Structs in C are always constant-size, but Swift types can have a size determined at runtime. That's important in two cases:

  1. Many value types in the SDK reserve the right to change their stored properties in a future OS update. Everything about their layout has to be treated as unknown at compile time.
  2. A type parameter of a generic type can usually be replaced by any type with any possible representation, so we have to treat its layout as unknown.
  • AN exception to this rule when a type parameter is constrained to be a class. It has to have the representation of a class type, which is always a pointer. This can lead to more efficient code.

How does Swift handle memory layout and allocation when teh compiler doesn't statically know the representation of a type?

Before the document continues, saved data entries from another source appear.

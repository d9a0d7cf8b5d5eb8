//! Integration tests for nestbench
//!
//! End-to-end behavior of registry, runner and report formatting.

use nestbench::{
    AccessError, ExecutionConfig, Implementation, MeasurementOutcome, NestedDocument,
    NOT_AVAILABLE, Operation, Registry, ReportRow, Runner, TimingConfig, build_report,
    baseline, default_registry, format_table,
};
use std::sync::atomic::{AtomicI64, Ordering};

fn runner(iterations: u64) -> Runner {
    Runner::new(ExecutionConfig {
        timing: TimingConfig::new(iterations),
        show_progress: false,
    })
}

fn run_registry(registry: &Registry, iterations: u64) -> Vec<ReportRow> {
    let active = registry.activate();
    runner(iterations).execute(&active, &NestedDocument::fixed())
}

/// Availability of each cell, in operation order
fn pattern(row: &ReportRow) -> Vec<bool> {
    row.results.iter().map(|r| r.outcome.is_available()).collect()
}

fn table_cells(line: &str) -> Vec<&str> {
    line.split('|').map(str::trim).collect()
}

#[test]
fn test_every_row_has_five_ordered_results() {
    let rows = run_registry(&default_registry().unwrap(), 10);

    assert!(!rows.is_empty());
    for row in &rows {
        let ops: Vec<_> = row.results.iter().map(|r| r.operation).collect();
        assert_eq!(ops, Operation::ALL, "{}", row.name);
    }
}

#[test]
fn test_capabilities_decide_na_cells() {
    let registry = default_registry().unwrap();
    let rows = run_registry(&registry, 10);

    for row in &rows {
        let descriptor = registry.capabilities(&row.name).unwrap();
        for result in &row.results {
            if !descriptor.supports(result.operation) {
                assert_eq!(result.outcome, MeasurementOutcome::Unsupported, "{}", row.name);
            } else {
                assert!(result.outcome.is_available(), "{} {}", row.name, result.operation);
            }
        }
    }
}

#[test]
fn test_key_only_container_reports_na_for_dot() {
    let rows = run_registry(&default_registry().unwrap(), 10);
    let hashmap = rows.iter().find(|r| r.name == "HashMap").unwrap();

    assert_eq!(pattern(hashmap), [true, true, false, true, false]);
}

#[test]
fn test_dot_only_container_reports_na_for_key() {
    let rows = run_registry(&default_registry().unwrap(), 10);
    let typed = rows.iter().find(|r| r.name == "Typed").unwrap();

    assert_eq!(pattern(typed), [true, false, true, false, true]);
}

#[test]
fn test_runs_are_structurally_idempotent() {
    let registry = default_registry().unwrap();
    let first = run_registry(&registry, 5);
    let second = run_registry(&registry, 5);

    let shape = |rows: &[ReportRow]| -> Vec<(String, Vec<bool>)> {
        rows.iter().map(|r| (r.name.clone(), pattern(r))).collect()
    };
    assert_eq!(shape(&first), shape(&second));
}

#[test]
fn test_hashmap_only_table() {
    let mut registry = Registry::new();
    registry.register(baseline()).unwrap();
    let descriptor = registry.capabilities("HashMap").unwrap();
    assert!(descriptor.supports_key && !descriptor.supports_dot);

    let timing = TimingConfig::new(100);
    let rows = run_registry(&registry, timing.iterations);
    assert_eq!(rows.len(), 1);
    let row = &rows[0];
    for op in [Operation::Init, Operation::ReadKey, Operation::WriteKey] {
        assert!(row.elapsed_seconds(op).unwrap() > 0.0, "{op}");
    }

    let table = format_table(&build_report(rows, &timing));
    let lines: Vec<_> = table.lines().collect();

    assert_eq!(lines.len(), 5);
    assert!(lines[0].starts_with("Rust Ver.: "));
    assert_eq!(lines[1], "Epoch: 100");
    let cells = table_cells(lines[4]);
    assert_eq!(cells[0], "HashMap");
    assert_ne!(cells[1], NOT_AVAILABLE);
    assert_ne!(cells[2], NOT_AVAILABLE);
    assert_eq!(cells[3], NOT_AVAILABLE);
    assert_ne!(cells[4], NOT_AVAILABLE);
    assert_eq!(cells[5], NOT_AVAILABLE);
}

#[test]
fn test_failing_constructor_yields_all_na_row() {
    let mut registry = Registry::new();
    registry
        .register(
            Implementation::builder::<NestedDocument>("Broken", "Broken(doc)", |_| {
                Err(AccessError::Construction("rejected".to_string()))
            })
            .key_access(|doc| doc.leaf(), |_, _| Ok(()))
            .dot_access(|doc| doc.leaf(), |_, _| Ok(()))
            .build(),
        )
        .unwrap();

    let timing = TimingConfig::new(10);
    let rows = run_registry(&registry, timing.iterations);
    assert_eq!(rows.len(), 1);
    assert_eq!(pattern(&rows[0]), [false; 5]);

    let table = format_table(&build_report(rows, &timing));
    let cells = table_cells(table.lines().nth(4).unwrap());
    assert_eq!(cells, ["Broken", "N/A", "N/A", "N/A", "N/A", "N/A"]);
}

static FIRST_READ: AtomicI64 = AtomicI64::new(i64::MIN);
static LAST_WRITE: AtomicI64 = AtomicI64::new(i64::MIN);

#[derive(Debug)]
struct Recorder(i64);

#[test]
fn test_reads_precede_writes() {
    let implementation = Implementation::builder::<Recorder>("Recorder", "Recorder(doc)", |doc| {
        doc.leaf().map(Recorder)
    })
    .key_access(
        |r: &Recorder| {
            let _ = FIRST_READ.compare_exchange(i64::MIN, r.0, Ordering::SeqCst, Ordering::SeqCst);
            Ok(r.0)
        },
        |r: &mut Recorder, value| {
            r.0 = value;
            LAST_WRITE.store(value, Ordering::SeqCst);
            Ok(())
        },
    )
    .build();

    let row = runner(3).measure(&implementation, &NestedDocument::fixed());

    assert_eq!(pattern(&row), [true, true, false, true, false]);
    assert_eq!(FIRST_READ.load(Ordering::SeqCst), 100);
    assert_eq!(LAST_WRITE.load(Ordering::SeqCst), 200);
}

#[test]
fn test_writes_persist_on_registered_containers() {
    let registry = default_registry().unwrap();
    let document = NestedDocument::fixed();

    for implementation in registry.activate() {
        let descriptor = implementation.descriptor();
        if !descriptor.supports_key {
            continue;
        }
        let mut instance = implementation.construct(&document).unwrap();
        assert_eq!(implementation.read_key(&instance).unwrap(), 100);
        implementation.write_key(&mut instance, 200).unwrap();
        assert_eq!(implementation.read_key(&instance).unwrap(), 200, "{}", descriptor.name);
    }
}

#[test]
fn test_single_iteration_run() {
    let rows = run_registry(&default_registry().unwrap(), 1);
    let hashmap = rows.iter().find(|r| r.name == "HashMap").unwrap();

    let init = hashmap.elapsed_seconds(Operation::Init).unwrap();
    assert!(init >= 0.0);
}

#[test]
fn test_unavailable_implementation_is_skipped() {
    let mut registry = Registry::new();
    registry
        .register(Implementation::unavailable("Missing", "Missing(doc)", true, true))
        .unwrap();
    registry
        .register(
            Implementation::builder::<i64>("Present", "Present(doc)", |doc| doc.leaf())
                .dot_access(|v: &i64| Ok(*v), |v: &mut i64, new| {
                    *v = new;
                    Ok(())
                })
                .build(),
        )
        .unwrap();

    let rows = run_registry(&registry, 5);
    let names: Vec<_> = rows.iter().map(|r| r.name.as_str()).collect();
    assert_eq!(names, ["Present"]);
}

  • Depends on the type of container storign the value
  • For most containers, Swift can do the layout at runtime
  • Some containers must have constant size. In these cases, the compiler must allocate memory for the value separately from the main allocation for the container.
    • Global memory
    • Call frames
    • Container stores a pointer to the allocation

Async functions

Designed to be able to abandon a C thread when they need to suspend

  • Keep local state on a special stack
  • Split functions into partial functions that run between suspensions

Async tasks hold onto one or more slabs of memory

  • It asks the task for memory
  • Stack tries to satisfy that from the current slab and give it to the function
  • If most of the slab is allocated, that function may not fit
  • The task then has to allocate a new slab with malloc

Performance is similar to sync functions, but with higher overhead for calls

Closures

Closures are always passed around as values of function type

  • Function values in Swift are always a pair of function pointer and a context pointer
  • If we know the function value will not be used after the call completes, it does not need to be memory-managed and we can allocate the context with a scoped allocation
  • For escaping closures, we don't know that the closure is only used within the duration of the call. Therefore, the context object must be heap-allocated and managed with retains and releases
    • Context essentially behaves like an instance of an anonymous Swift class
    • In an escaping closure, vars that are captured by an escaping closure must also be heap-allocated, and the closure context has to retain a reference to that object

Generics

Any time we have a protocol constraint, we're passing around a pointer to the appropriate table In a generic function, the type and witness tables become hidden extra parameters When we work with values of protocol type, it's different

  • The inline representation of a protocol has storage for the values and fields to record the value's type and any conformances we know it has
  • This has to be a fixed-size type in its representation and can't change sizes in order to support different types of data model
  • No matter how large we make the value storage, there's potentially going to be a data model taht won't fit into it
  • If the value stored in a protocol type can fit in the default Swift buffer size of 3 pointers, the protocol is put there, inline
  • If the value stored in a protocol type can't fit in the default Swift buffer size, it allocates space for the value on the heap and just stores the pointer in the buffer

Abstraction is powerful, and if that power is worth the cost for your application, go ahead and use the protocol type!